Metro Manila, Philippines – President Ferdinand Marcos Jr. will study appeals seeking executive clemency for Mary Jane Veloso, a Filipina trafficking victim who was spared execution in Indonesia and transferred to Philippine custody last year, Malacañang said Tuesday, Feb. 10.

Palace press officer Claire Castro said the Office of the Executive Secretary is reviewing the case, including the minutes of recent meetings between Philippine and Indonesian officials.

“Kanina lang po ay nakausap po natin mismo ang sa OES at sinasabi po nila na aaralin po kung ano pa iyong mga probisyon at kung ano ba iyong minutes of the meeting nila sa bansang Indonesia at prerogative pa rin po ng pangulo ang masusunod,” Castro said. 

[Translation: “We spoke earlier with the Office of the Executive Secretary, which said it will study the applicable provisions and review the minutes of their meeting with Indonesia. Ultimately, it is still the president’s prerogative.]

Asked on legal obstacles preventing the president from granting clemency, Castro said the matter is still under review.

“As I said, they will study the latest minutes of the meeting with Indonesia and see whether there would be any violation of the law. Again, whatever will be granted remains the prerogative of the president,” she said.

Veloso was convicted of drug trafficking in Indonesia in 2010. She narrowly escaped execution in 2015 after Philippine authorities intervened, saying she was a victim of human trafficking. In 2024, she was transferred from death row in Indonesia to the Philippines and has been detained at the Correctional Institute for Women, where she has spent a year.

On Jan. 28, Veloso released an open letter from prison thanking supporters and appealing for continued help in her campaign for freedom. She described the hardship faced by her family since her return, particularly her elderly parents who travel long hours from Nueva Ecija to visit her.

“I want you to know how difficult it has been for me to see my parents who are already of old age, traveling all the way from Nueva Ecija, for eight to 10 hours just to visit me,” Veloso wrote. “They put aside their own health conditions and their old age to ease their longing for me.”

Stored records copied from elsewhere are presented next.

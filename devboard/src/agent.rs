//! Bounded tool-using conversation with the model.
//!
//! ```text
//! AwaitingModel --end_turn / other--> Done
//!      |   ^                 \--transport error--> Aborted(Transport)
//!  tool_use |
//!      v   |
//! ExecutingTools --round trips == MAX_ITERATIONS--> Aborted(MaxIterations)
//! ```
//!
//! The loop performs at most [`MAX_ITERATIONS`] model calls per run no matter
//! how many tool calls each model turn requests.

use tracing::{debug, info, instrument, warn};

use crate::core::messages::{ContentBlock, Message, ModelRequest, Role, StopReason};
use crate::io::config::AgentConfig;
use crate::io::transport::ModelTransport;
use crate::tools::{ERROR_PREFIX, ToolContext, ToolRegistry};

/// Upper bound on model round trips per run.
pub const MAX_ITERATIONS: u32 = 5;

pub const MAX_ITERATIONS_MESSAGE: &str = "Stopped after reaching the maximum of 5 model round \
     trips without a final answer. Try a simpler query.";

#[derive(Debug, Clone, PartialEq, Eq)]
pub enum AgentState {
    AwaitingModel,
    ExecutingTools,
    Done,
    Aborted(AbortReason),
}

#[derive(Debug, Clone, PartialEq, Eq)]
pub enum AbortReason {
    /// The model call failed; carries the transport's description.
    Transport(String),
    MaxIterations,
}

/// Outcome of one run.
#[derive(Debug, Clone, PartialEq)]
pub struct AgentRun {
    /// Text shown to the user.
    pub reply: String,
    pub round_trips: u32,
    /// Terminal state (`Done` or `Aborted`).
    pub state: AgentState,
    /// Every turn exchanged, starting with the user message.
    pub conversation: Vec<Message>,
}

/// Static inputs of a run.
#[derive(Debug, Clone, Copy)]
pub struct AgentInputs<'a> {
    pub config: &'a AgentConfig,
    pub registry: &'a ToolRegistry,
    pub tools: ToolContext<'a>,
    /// Briefing placed in the system slot.
    pub system: &'a str,
}

struct Conversation<'a, T: ModelTransport> {
    transport: &'a T,
    inputs: AgentInputs<'a>,
    messages: Vec<Message>,
    round_trips: u32,
    reply: String,
}

/// Drive the conversation for `message` until it finishes or aborts.
#[instrument(
    skip_all,
    fields(project = inputs.tools.project, tools = inputs.registry.tools().len())
)]
pub fn run_agent<T: ModelTransport>(
    transport: &T,
    inputs: AgentInputs<'_>,
    message: &str,
) -> AgentRun {
    let mut conversation = Conversation {
        transport,
        inputs,
        messages: vec![Message::user_text(message)],
        round_trips: 0,
        reply: String::new(),
    };

    let mut state = AgentState::AwaitingModel;
    let state = loop {
        state = match state {
            AgentState::AwaitingModel => conversation.await_model(),
            AgentState::ExecutingTools => conversation.execute_tools(),
            terminal @ (AgentState::Done | AgentState::Aborted(_)) => break terminal,
        };
    };

    info!(round_trips = conversation.round_trips, state = ?state, "agent run finished");
    AgentRun {
        reply: conversation.reply,
        round_trips: conversation.round_trips,
        state,
        conversation: conversation.messages,
    }
}

impl<T: ModelTransport> Conversation<'_, T> {
    fn await_model(&mut self) -> AgentState {
        let request = ModelRequest {
            model: self.inputs.config.model.clone(),
            max_tokens: self.inputs.config.max_tokens,
            system: self.inputs.system.to_string(),
            messages: self.messages.clone(),
            tools: self.inputs.registry.declarations(),
        };
        self.round_trips += 1;
        debug!(round_trip = self.round_trips, "awaiting model");

        let response = match self.transport.send(&request) {
            Ok(response) => response,
            Err(err) => {
                warn!(error = %err, "model request failed");
                self.reply = format!("Model request failed: {err}");
                return AgentState::Aborted(AbortReason::Transport(err.to_string()));
            }
        };

        match response.stop() {
            StopReason::EndTurn => {
                self.reply = response.text();
                AgentState::Done
            }
            StopReason::ToolUse => {
                let content = response
                    .content
                    .into_iter()
                    .filter(|block| !matches!(block, ContentBlock::Unsupported))
                    .collect::<Vec<_>>();
                if !content
                    .iter()
                    .any(|block| matches!(block, ContentBlock::ToolUse { .. }))
                {
                    warn!("tool_use stop without tool calls, finishing");
                    self.reply = text_of(&content);
                    return AgentState::Done;
                }
                self.messages.push(Message {
                    role: Role::Assistant,
                    content,
                });
                AgentState::ExecutingTools
            }
            StopReason::Other(reason) => {
                debug!(?reason, "model stopped for another reason");
                self.reply = response.text();
                AgentState::Done
            }
        }
    }

    fn execute_tools(&mut self) -> AgentState {
        let calls = self
            .messages
            .last()
            .map(|turn| turn.content.as_slice())
            .unwrap_or_default();
        let results = calls
            .iter()
            .filter_map(|block| match block {
                ContentBlock::ToolUse { id, name, input } => {
                    Some(self.tool_result(id, name, input))
                }
                _ => None,
            })
            .collect::<Vec<_>>();
        self.messages.push(Message {
            role: Role::User,
            content: results,
        });

        if self.round_trips >= MAX_ITERATIONS {
            warn!(round_trips = self.round_trips, "iteration limit reached");
            self.reply = MAX_ITERATIONS_MESSAGE.to_string();
            return AgentState::Aborted(AbortReason::MaxIterations);
        }
        AgentState::AwaitingModel
    }

    fn tool_result(&self, id: &str, name: &str, input: &serde_json::Value) -> ContentBlock {
        let content = match self.inputs.registry.lookup(name) {
            Some(kind) => {
                debug!(tool = name, "executing tool");
                kind.execute(&self.inputs.tools, input)
            }
            None => {
                warn!(tool = name, "model requested an unknown tool");
                format!("Unknown tool: {name}")
            }
        };
        let failed = content.starts_with(ERROR_PREFIX) || content.starts_with("Unknown tool");
        ContentBlock::ToolResult {
            tool_use_id: id.to_string(),
            content,
            is_error: failed.then_some(true),
        }
    }
}

fn text_of(content: &[ContentBlock]) -> String {
    content
        .iter()
        .filter_map(|block| match block {
            ContentBlock::Text { text } => Some(text.as_str()),
            _ => None,
        })
        .collect::<Vec<_>>()
        .concat()
}
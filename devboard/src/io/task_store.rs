//! Task document load/save with grammar and invariant checks.
//!
//! Every call reads or rewrites the whole file; nothing is cached.

use std::fs;
use std::path::Path;

use anyhow::{Context, Result, anyhow};
use tracing::debug;

use crate::core::codec::{parse_tasks, serialize_tasks};
use crate::core::invariants::validate_invariants;
use crate::core::types::Task;
use crate::io::write_atomic;

/// Load and validate a task document. A missing file is an empty project.
pub fn load_tasks(path: &Path) -> Result<Vec<Task>> {
    if !path.exists() {
        debug!(path = %path.display(), "task document missing, treating as empty");
        return Ok(Vec::new());
    }
    let contents =
        fs::read_to_string(path).with_context(|| format!("read tasks {}", path.display()))?;
    let tasks =
        parse_tasks(&contents).with_context(|| format!("parse tasks {}", path.display()))?;
    validate_task_invariants(&tasks)?;
    debug!(path = %path.display(), count = tasks.len(), "tasks loaded");
    Ok(tasks)
}

/// Atomically rewrite the whole task document (temp file + rename).
pub fn write_tasks(path: &Path, tasks: &[Task]) -> Result<()> {
    validate_task_invariants(tasks)?;
    let buf = serialize_tasks(tasks);
    write_atomic(path, &buf, "md.tmp")?;
    debug!(path = %path.display(), count = tasks.len(), "tasks written");
    Ok(())
}

fn validate_task_invariants(tasks: &[Task]) -> Result<()> {
    let errors = validate_invariants(tasks);
    if errors.is_empty() {
        return Ok(());
    }
    Err(anyhow!("task invariants failed: {}", errors.join("; ")))
}

#[cfg(test)]
mod tests {
    use super::*;
    use crate::core::types::TaskStatus;
    use crate::test_support::{task, task_with_status};

    /// Verifies write → load round-trip preserves the document.
    #[test]
    fn load_and_write_tasks_round_trip() {
        let temp = tempfile::tempdir().expect("tempdir");
        let path = temp.path().join("TASKS.md");
        let tasks = vec![
            task(1, "First"),
            task_with_status(2, "Second\nwith detail", TaskStatus::InProgress),
        ];

        write_tasks(&path, &tasks).expect("write");
        let loaded = load_tasks(&path).expect("load");

        assert_eq!(loaded.len(), 2);
        assert_eq!(loaded[1].description, "Second\nwith detail");
        assert_eq!(loaded[1].status, TaskStatus::InProgress);
    }

    #[test]
    fn missing_document_is_empty() {
        let temp = tempfile::tempdir().expect("tempdir");
        let loaded = load_tasks(&temp.path().join("TASKS.md")).expect("load");
        assert!(loaded.is_empty());
    }

    #[test]
    fn duplicate_ids_are_rejected_on_load() {
        let temp = tempfile::tempdir().expect("tempdir");
        let path = temp.path().join("TASKS.md");
        fs::write(&path, "1. [ ] a\n\n1. [x] b\n").expect("write");
        let err = load_tasks(&path).unwrap_err();
        assert!(format!("{err:#}").contains("duplicate task id 1"));
    }

    #[test]
    fn format_errors_carry_the_path() {
        let temp = tempfile::tempdir().expect("tempdir");
        let path = temp.path().join("TASKS.md");
        fs::write(&path, "1. [!] nope\n").expect("write");
        let err = load_tasks(&path).unwrap_err();
        let rendered = format!("{err:#}");
        assert!(rendered.contains("parse tasks"));
        assert!(rendered.contains("unknown status symbol '!'"));
    }
}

Veloso maintained she committed no wrongdoing, either abroad or in the Philippines, and expressed gratitude to supporters who campaigned for her reprieve from execution in 2015 and her return home last year. She appealed for continued advocacy so she could be reunited with her family.

“I hope to be given the opportunity to take care of my parents while they are still alive and especially my children, whom I did not have the chance to watch grow up. I want to make them feel that they have a mother who loves them very much,” she wrote.